Supercoppa. Il Livorno naufraga a Padova, 5 a 1

12.05.2018 20:21 di Marco Ceccarini  articolo letto 735 volte
© foto di Federico Gaetano
Supercoppa. Il Livorno naufraga a Padova, 5 a 1

Padova - La Supercoppa forse può anche non interessare, ma vedere giocare il Livorno in questo modo, e perdere prendendo cinque reti, fa male. Molto male Dispiace. La squadra di Sottil, vincitrice del girone A della Serie C, deconcentrata ed irriconoscibile, ha alzato bandiera bianca quasi senza combattere al cospetto del Padova giunto primo nel girone B. Difesa e centrocampo sono apparsi i reparti amaranto maggiormente in balia degli avversari. Ma quello che ha colpito è stata l'assenza di verve e di determinazione. E dispiace, dicevamo, perché sappiamo che questa squadra poteva fare molto di più.

In uno stadio Euganeo semivuoto, con neanche mille e cinquentento paganti, il Padova, pur menomato da diverse assenze, ha surclassato gli amaranto, anche loro privi di alcuni elementi titolari, tra cui Mazzoni, Luci e Valiani.

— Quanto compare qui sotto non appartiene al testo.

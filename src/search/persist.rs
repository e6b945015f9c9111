//! Paired on-disk artifacts for the semantic index
//!
//! The vectors file holds the [`FlatIndex`]; the mapping file holds the
//! position → document id sequence plus the checksum of the vectors file it
//! was written with. A pair only loads when both halves agree.

use crate::config::Config;
use crate::embedding::{write_atomically, FlatIndex, VectorIndexError};
use serde::{Deserialize, Serialize};
use std::fs;
use std::path::PathBuf;
use thiserror::Error;

#[derive(Error, Debug)]
pub enum PersistError {
    #[error("Index artifacts not found")]
    Missing,

    #[error("Vector index error: {0}")]
    Index(#[from] VectorIndexError),

    #[error("IO error: {0}")]
    Io(#[from] std::io::Error),

    #[error("Mapping file error: {0}")]
    Mapping(#[from] serde_json::Error),

    #[error("Artifacts do not match: {0}")]
    Mismatch(String),
}

#[derive(Debug, Serialize, Deserialize)]
struct MappingFile {
    dimension: usize,
    vectors_checksum: String,
    document_ids: Vec<i64>,
}

/// Locations of the vectors file and the id mapping file
#[derive(Debug, Clone)]
pub struct IndexArtifacts {
    pub vectors_path: PathBuf,
    pub mapping_path: PathBuf,
}

impl IndexArtifacts {
    pub fn new(vectors_path: impl Into<PathBuf>, mapping_path: impl Into<PathBuf>) -> Self {
        Self {
            vectors_path: vectors_path.into(),
            mapping_path: mapping_path.into(),
        }
    }

    /// Artifact paths from config, relative ones resolved under the data dir
    pub fn from_config(config: &Config) -> crate::Result<Self> {
        Ok(Self::new(
            config.resolve_data_path(&config.index.vectors_file)?,
            config.resolve_data_path(&config.index.mapping_file)?,
        ))
    }

    /// Whether both files are present
    pub fn exist(&self) -> bool {
        self.vectors_path.exists() && self.mapping_path.exists()
    }

    /// Write the index and its id sequence
    pub fn save(&self, index: &FlatIndex, document_ids: &[i64]) -> Result<(), PersistError> {
        if index.len() != document_ids.len() {
            return Err(PersistError::Mismatch(format!(
                "index holds {} vectors but {} ids were given",
                index.len(),
                document_ids.len()
            )));
        }

        index.save(&self.vectors_path)?;
        let vectors_checksum = blake3::hash(&fs::read(&self.vectors_path)?)
            .to_hex()
            .to_string();

        let mapping = MappingFile {
            dimension: index.dimension(),
            vectors_checksum,
            document_ids: document_ids.to_vec(),
        };
        write_atomically(&self.mapping_path, &serde_json::to_vec(&mapping)?)?;

        tracing::debug!(
            "Saved index artifacts ({} vectors) to {} and {}",
            index.len(),
            self.vectors_path.display(),
            self.mapping_path.display()
        );
        Ok(())
    }

    /// Load both artifacts, or `None` if either is missing or invalid
    pub fn load(&self, expected_dimension: usize) -> Option<(FlatIndex, Vec<i64>)> {
        match self.try_load(expected_dimension) {
            Ok(pair) => Some(pair),
            Err(PersistError::Missing) => {
                tracing::info!("No persisted index found");
                None
            }
            Err(e) => {
                tracing::warn!("Error loading index: {}. Rebuilding...", e);
                None
            }
        }
    }

    pub(crate) fn try_load(
        &self,
        expected_dimension: usize,
    ) -> Result<(FlatIndex, Vec<i64>), PersistError> {
        if !self.exist() {
            return Err(PersistError::Missing);
        }

        let mapping: MappingFile = serde_json::from_slice(&fs::read(&self.mapping_path)?)?;
        if mapping.dimension != expected_dimension {
            return Err(PersistError::Mismatch(format!(
                "mapping dimension {} differs from embedding dimension {}",
                mapping.dimension, expected_dimension
            )));
        }

        let vectors_bytes = fs::read(&self.vectors_path)?;
        if blake3::hash(&vectors_bytes).to_hex().as_str() != mapping.vectors_checksum {
            return Err(PersistError::Mismatch(
                "mapping was written for a different vectors file".to_string(),
            ));
        }

        let index = FlatIndex::load(&self.vectors_path, expected_dimension)?;
        if index.len() != mapping.document_ids.len() {
            return Err(PersistError::Mismatch(format!(
                "{} vectors but {} document ids",
                index.len(),
                mapping.document_ids.len()
            )));
        }

        Ok((index, mapping.document_ids))
    }
}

I padroni di casa hanno sempre controllato la gara mettendo spesso in difficoltà i livornesi e chiudendo la partita con un punteggio, 5 a 1, che non ammette repliche.

In vantaggio già di due reti con Bellinghieri e Capello alla fine della prima frazione di gioco, dopo il terzo gol messo a segno ancora da Bellinghieri in avvio di ripresa, il Livorno è riuscito a riaprire la gara con Vantaggiato che ha trasformato un rigore subito dopo la terza rete patavina nei primi minuti del secondo tempo. Ma è stato un fuoco di paglia. Gli amaranto hanno subito poco dopo la nuova rete di Capello ed ancora il gol Ravanelli.

Sul Livorno la notte, oggi, è calata già alla fine del primo tempo. E con essa la quasi certa estromissione dalla corsa per la vittoria in questo triangolare di Supercoppa con il Padova, appunto, e il Lecce che ha prevalso nel girone C. Facciamo festa al pensiero della promozione in Serie B ed archiviamo velocemente il non certo irresistibile pomeriggio odierno!

Padova (4-3-1-2): Bindi (36' st Burigana), Salviato, Cappelletti, Ravanelli, Contessa; Zambataro (14' st Fabris), Serena, Belingheri (31' st Piovanello); Pulzetti (31' st Bellemo); Marcandella (14' st Cisco), Capello. A disp. Merelli, Trevisan, Russo, Zivkov, Lanini. All. Bisoli.

Livorno (4-3-3): Pulidori, Perico, Borghese, Bresciani (32' pt Giandonato), Morelli; Kabashi, Bruno (27' st Gemmi), Doumbia (27' st Manconi); Murilo, Vantaggiato (27' st Montini), Maiorino (10' st Perez). A disp. Mazzoni, Sambo, Lischi, Zhikov, Malandruccolo, Noccioli, Casanova. All. Sottil.

Arbitro: Ayroldi di Molfetta, assistenti De Palma ed Abruzzese.

Reti: 20′ pt Belingheri, 44' pt Capello, 2' st Belingheri, 4' st Vantaggiato (rig), 20' st Capello, 33' st Ravanelli.

Note: serata primaverile, terreno in buone condizioni; spettatori paganti 1411; ammoniti Perico, Bruno e Kabashi; recuperi 2' pt, 1' st.